Start of Information provided

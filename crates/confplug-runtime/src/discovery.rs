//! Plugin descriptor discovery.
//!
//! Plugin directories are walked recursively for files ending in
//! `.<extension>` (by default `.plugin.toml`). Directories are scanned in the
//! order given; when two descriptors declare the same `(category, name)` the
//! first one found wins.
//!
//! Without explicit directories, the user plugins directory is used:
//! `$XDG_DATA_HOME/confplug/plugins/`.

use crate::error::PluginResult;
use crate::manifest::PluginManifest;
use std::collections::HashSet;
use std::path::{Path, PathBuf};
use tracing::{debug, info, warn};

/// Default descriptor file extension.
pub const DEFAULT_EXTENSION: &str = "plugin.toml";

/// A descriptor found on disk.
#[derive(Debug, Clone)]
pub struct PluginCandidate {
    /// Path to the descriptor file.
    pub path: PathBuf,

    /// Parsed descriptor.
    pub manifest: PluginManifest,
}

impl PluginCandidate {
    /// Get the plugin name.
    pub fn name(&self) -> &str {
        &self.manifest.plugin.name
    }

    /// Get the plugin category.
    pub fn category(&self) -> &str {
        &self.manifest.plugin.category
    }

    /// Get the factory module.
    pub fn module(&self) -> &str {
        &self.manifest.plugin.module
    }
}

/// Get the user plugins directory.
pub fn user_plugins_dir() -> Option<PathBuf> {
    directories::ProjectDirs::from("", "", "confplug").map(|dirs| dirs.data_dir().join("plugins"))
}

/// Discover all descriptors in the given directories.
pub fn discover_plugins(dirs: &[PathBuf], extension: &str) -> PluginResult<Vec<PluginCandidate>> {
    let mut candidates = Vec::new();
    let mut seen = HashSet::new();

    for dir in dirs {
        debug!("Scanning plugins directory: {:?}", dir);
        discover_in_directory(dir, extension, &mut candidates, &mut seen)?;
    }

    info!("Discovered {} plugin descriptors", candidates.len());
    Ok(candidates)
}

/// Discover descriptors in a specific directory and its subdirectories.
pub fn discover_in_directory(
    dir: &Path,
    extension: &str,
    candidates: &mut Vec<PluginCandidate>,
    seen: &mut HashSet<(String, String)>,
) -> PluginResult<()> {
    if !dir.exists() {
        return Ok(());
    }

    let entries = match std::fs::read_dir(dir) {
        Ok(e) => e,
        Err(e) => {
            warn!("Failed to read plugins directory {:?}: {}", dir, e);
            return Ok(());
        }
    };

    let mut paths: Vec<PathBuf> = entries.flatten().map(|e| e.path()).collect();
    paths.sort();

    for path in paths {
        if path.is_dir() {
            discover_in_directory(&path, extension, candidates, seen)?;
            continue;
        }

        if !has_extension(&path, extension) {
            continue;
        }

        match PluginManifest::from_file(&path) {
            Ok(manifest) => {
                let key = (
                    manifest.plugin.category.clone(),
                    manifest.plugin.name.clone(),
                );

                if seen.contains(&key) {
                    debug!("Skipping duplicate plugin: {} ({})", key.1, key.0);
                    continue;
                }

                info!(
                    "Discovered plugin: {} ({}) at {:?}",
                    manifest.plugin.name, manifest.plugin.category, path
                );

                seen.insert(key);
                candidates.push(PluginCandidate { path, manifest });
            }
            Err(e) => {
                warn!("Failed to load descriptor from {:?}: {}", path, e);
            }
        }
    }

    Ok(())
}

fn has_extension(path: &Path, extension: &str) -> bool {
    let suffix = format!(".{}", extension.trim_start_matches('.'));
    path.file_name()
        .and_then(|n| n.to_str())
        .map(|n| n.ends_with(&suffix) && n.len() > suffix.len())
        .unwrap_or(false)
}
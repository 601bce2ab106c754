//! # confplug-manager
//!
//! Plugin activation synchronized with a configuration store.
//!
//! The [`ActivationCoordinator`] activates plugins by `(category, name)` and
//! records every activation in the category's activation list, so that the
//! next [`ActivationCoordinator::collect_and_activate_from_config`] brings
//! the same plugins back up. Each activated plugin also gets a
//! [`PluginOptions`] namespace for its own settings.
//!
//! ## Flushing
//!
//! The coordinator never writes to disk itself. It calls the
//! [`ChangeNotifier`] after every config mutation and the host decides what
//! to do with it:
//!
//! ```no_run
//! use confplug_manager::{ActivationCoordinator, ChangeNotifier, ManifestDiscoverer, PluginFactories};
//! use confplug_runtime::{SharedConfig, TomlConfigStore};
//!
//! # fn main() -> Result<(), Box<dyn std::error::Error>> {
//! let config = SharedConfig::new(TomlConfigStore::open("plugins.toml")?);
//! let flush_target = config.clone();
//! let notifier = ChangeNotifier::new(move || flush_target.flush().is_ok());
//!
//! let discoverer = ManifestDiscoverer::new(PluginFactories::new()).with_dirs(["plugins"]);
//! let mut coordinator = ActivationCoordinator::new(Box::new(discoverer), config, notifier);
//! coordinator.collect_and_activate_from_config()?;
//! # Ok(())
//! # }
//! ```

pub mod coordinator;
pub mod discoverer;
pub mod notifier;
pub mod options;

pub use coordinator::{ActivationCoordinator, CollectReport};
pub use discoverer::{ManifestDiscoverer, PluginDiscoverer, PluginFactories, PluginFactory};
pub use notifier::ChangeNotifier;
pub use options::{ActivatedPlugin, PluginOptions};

End of Information provided
Start of Information provided

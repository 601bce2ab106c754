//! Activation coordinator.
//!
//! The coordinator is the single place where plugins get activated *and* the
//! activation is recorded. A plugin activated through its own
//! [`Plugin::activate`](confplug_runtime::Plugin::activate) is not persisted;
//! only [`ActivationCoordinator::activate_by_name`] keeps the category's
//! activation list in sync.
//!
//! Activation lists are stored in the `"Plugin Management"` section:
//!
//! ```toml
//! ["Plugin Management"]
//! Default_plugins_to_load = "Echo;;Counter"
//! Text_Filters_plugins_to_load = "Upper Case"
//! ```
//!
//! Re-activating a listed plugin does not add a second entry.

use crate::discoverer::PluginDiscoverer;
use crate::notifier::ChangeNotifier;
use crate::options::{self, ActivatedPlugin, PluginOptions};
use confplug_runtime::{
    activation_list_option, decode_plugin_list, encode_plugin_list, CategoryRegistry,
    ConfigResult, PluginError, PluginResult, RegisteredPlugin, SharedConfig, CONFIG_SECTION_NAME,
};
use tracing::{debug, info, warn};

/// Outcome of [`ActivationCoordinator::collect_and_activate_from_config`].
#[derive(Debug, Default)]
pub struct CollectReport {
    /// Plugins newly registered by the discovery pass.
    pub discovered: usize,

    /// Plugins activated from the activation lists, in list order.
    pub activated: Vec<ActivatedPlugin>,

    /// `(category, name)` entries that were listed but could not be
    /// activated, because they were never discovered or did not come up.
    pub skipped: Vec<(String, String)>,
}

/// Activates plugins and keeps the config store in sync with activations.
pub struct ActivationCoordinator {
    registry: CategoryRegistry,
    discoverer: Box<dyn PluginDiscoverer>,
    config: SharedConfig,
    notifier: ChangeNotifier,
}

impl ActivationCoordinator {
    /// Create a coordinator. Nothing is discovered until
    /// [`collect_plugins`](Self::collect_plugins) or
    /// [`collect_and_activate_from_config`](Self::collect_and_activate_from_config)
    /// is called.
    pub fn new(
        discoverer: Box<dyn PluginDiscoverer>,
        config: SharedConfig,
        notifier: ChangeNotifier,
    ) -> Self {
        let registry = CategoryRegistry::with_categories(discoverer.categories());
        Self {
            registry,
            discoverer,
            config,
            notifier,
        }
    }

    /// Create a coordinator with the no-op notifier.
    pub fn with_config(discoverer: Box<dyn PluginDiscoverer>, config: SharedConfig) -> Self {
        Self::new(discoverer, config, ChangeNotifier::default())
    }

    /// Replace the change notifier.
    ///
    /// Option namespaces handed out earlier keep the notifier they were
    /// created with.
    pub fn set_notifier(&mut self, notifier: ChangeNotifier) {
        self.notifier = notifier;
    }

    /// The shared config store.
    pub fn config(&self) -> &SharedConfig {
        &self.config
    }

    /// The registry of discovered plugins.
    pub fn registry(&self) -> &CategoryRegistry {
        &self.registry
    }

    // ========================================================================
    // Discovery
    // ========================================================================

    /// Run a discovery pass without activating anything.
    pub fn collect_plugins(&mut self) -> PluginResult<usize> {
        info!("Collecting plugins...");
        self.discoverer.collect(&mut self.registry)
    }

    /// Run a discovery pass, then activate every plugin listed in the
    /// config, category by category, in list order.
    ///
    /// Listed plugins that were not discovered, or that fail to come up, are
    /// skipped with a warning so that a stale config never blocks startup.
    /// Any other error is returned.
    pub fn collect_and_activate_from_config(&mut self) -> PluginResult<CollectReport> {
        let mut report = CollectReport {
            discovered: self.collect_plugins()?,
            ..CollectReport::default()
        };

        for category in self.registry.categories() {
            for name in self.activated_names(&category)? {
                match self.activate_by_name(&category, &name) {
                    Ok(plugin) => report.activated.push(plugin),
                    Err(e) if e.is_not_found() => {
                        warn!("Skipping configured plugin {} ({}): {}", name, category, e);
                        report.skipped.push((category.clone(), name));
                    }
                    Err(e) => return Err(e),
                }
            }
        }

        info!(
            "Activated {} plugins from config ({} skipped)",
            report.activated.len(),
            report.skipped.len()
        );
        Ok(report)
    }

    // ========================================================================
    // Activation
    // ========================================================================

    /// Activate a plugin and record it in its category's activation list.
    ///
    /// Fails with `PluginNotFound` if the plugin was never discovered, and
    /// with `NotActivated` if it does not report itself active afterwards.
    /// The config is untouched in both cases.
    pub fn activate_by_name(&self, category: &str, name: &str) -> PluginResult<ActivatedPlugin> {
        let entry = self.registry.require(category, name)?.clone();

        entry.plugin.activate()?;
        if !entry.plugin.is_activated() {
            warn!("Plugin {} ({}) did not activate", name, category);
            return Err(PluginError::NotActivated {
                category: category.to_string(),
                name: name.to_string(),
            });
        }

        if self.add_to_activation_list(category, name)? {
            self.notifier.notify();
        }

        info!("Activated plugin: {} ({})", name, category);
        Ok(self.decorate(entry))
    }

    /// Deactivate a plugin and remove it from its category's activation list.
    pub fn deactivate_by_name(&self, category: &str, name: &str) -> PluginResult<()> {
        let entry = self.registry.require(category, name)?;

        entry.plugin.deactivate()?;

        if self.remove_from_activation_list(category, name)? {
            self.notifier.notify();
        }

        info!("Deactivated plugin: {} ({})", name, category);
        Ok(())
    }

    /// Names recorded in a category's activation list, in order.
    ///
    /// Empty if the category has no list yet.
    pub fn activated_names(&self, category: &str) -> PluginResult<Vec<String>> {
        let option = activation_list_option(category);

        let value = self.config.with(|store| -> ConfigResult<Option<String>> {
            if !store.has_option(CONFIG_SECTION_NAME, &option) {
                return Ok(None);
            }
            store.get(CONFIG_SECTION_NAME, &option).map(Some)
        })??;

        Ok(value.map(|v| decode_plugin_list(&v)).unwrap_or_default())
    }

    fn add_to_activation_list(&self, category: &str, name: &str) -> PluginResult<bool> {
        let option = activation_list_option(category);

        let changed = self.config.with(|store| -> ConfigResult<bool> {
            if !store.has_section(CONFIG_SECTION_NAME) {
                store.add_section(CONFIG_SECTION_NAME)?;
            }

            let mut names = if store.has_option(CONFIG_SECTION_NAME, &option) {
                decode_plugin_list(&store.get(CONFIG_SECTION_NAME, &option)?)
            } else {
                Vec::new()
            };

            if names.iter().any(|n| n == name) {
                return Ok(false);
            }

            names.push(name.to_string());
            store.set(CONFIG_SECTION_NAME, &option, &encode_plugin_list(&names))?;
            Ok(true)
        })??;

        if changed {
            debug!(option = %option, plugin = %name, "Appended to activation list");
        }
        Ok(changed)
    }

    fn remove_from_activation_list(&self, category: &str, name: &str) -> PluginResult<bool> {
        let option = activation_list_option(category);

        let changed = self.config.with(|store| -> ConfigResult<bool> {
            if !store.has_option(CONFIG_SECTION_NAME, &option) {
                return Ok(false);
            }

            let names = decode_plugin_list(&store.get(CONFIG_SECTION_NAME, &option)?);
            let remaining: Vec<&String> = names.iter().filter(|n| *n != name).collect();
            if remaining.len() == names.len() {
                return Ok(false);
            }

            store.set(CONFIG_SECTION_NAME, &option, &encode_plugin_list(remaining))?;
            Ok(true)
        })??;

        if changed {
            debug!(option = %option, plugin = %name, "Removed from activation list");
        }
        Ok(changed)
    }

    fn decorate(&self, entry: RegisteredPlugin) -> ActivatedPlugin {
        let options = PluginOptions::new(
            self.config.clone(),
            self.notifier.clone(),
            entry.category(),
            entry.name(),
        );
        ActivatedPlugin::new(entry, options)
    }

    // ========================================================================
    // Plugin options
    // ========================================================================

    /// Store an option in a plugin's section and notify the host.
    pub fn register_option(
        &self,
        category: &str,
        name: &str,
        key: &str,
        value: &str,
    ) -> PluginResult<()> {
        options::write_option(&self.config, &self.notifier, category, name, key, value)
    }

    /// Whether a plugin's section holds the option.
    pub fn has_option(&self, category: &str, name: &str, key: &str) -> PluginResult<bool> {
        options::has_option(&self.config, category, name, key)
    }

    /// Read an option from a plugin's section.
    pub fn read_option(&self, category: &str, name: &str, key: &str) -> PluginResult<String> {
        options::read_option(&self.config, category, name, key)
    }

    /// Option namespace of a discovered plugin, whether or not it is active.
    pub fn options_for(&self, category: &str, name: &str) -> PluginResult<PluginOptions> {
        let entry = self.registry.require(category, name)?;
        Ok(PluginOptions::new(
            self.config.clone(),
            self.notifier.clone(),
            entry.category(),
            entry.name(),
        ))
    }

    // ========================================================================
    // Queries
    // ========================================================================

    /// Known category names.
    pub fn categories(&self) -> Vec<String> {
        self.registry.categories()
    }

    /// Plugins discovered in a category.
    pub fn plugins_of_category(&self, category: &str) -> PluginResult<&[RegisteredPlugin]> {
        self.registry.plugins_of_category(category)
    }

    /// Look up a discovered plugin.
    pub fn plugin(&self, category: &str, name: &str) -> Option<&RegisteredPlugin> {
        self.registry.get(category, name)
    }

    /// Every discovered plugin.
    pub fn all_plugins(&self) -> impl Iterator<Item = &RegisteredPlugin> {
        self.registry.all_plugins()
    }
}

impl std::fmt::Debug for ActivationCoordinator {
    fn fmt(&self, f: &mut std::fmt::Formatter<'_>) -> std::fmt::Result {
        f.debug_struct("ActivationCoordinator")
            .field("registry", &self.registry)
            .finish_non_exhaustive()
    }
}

End of Information provided
Start of Information provided

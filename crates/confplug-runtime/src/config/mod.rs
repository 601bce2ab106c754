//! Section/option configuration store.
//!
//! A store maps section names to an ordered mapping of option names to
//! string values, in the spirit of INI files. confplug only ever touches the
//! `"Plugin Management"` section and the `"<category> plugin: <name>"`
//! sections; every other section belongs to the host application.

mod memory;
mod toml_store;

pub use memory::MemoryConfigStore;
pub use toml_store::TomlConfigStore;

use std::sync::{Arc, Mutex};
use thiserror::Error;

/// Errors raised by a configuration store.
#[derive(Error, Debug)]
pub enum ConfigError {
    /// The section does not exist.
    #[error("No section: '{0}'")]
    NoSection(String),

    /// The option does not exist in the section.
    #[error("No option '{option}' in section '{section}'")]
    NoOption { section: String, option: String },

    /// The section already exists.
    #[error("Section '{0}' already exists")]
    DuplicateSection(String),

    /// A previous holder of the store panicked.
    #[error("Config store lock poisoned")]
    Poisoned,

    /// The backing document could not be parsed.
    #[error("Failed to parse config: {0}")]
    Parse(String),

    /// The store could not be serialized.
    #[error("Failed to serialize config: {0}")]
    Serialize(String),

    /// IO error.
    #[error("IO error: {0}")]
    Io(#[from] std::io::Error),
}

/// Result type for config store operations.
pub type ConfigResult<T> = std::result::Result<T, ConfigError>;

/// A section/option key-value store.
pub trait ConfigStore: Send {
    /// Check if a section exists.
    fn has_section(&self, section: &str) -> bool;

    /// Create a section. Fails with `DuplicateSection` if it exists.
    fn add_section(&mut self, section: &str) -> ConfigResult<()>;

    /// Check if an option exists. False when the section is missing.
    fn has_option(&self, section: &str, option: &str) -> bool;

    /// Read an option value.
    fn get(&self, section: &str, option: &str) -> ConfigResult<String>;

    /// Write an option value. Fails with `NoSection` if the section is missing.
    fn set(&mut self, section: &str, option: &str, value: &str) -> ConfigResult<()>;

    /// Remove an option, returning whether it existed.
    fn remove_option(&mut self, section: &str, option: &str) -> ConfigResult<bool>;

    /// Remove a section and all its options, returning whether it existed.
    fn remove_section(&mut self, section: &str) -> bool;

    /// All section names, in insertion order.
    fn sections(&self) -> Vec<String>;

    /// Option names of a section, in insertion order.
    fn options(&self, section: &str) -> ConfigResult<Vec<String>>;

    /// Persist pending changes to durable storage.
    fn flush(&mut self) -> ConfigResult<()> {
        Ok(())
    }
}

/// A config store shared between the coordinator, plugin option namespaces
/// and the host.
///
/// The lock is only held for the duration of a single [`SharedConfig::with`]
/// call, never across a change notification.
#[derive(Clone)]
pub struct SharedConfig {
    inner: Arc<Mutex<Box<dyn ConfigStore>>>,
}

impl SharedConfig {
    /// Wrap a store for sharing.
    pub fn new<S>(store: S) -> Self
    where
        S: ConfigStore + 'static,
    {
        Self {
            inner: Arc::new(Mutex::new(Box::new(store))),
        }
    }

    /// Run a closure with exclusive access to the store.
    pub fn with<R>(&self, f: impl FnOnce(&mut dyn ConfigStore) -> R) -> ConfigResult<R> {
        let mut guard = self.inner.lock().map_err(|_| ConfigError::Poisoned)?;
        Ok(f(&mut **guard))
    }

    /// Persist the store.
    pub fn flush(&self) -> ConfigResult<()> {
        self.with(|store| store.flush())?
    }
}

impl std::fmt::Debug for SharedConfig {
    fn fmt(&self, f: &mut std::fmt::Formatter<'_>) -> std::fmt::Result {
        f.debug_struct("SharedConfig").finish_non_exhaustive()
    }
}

End of Information provided

_Your assignment_: Given the records above, return exactly the lines starting at the line containing "filename crates/confplug-runtime/src/discovery.rs" and ending at the line containing "the plugin name.", including both.

_Written solution_:
filename crates/confplug-runtime/src/discovery.rs
//! Plugin descriptor discovery.
//!
//! Plugin directories are walked recursively for files ending in
//! `.<extension>` (by default `.plugin.toml`). Directories are scanned in the
//! order given; when two descriptors declare the same `(category, name)` the
//! first one found wins.
//!
//! Without explicit directories, the user plugins directory is used:
//! `$XDG_DATA_HOME/confplug/plugins/`.

use crate::error::PluginResult;
use crate::manifest::PluginManifest;
use std::collections::HashSet;
use std::path::{Path, PathBuf};
use tracing::{debug, info, warn};

/// Default descriptor file extension.
pub const DEFAULT_EXTENSION: &str = "plugin.toml";

/// A descriptor found on disk.
#[derive(Debug, Clone)]
pub struct PluginCandidate {
    /// Path to the descriptor file.
    pub path: PathBuf,

    /// Parsed descriptor.
    pub manifest: PluginManifest,
}

impl PluginCandidate {
    /// Get the plugin name.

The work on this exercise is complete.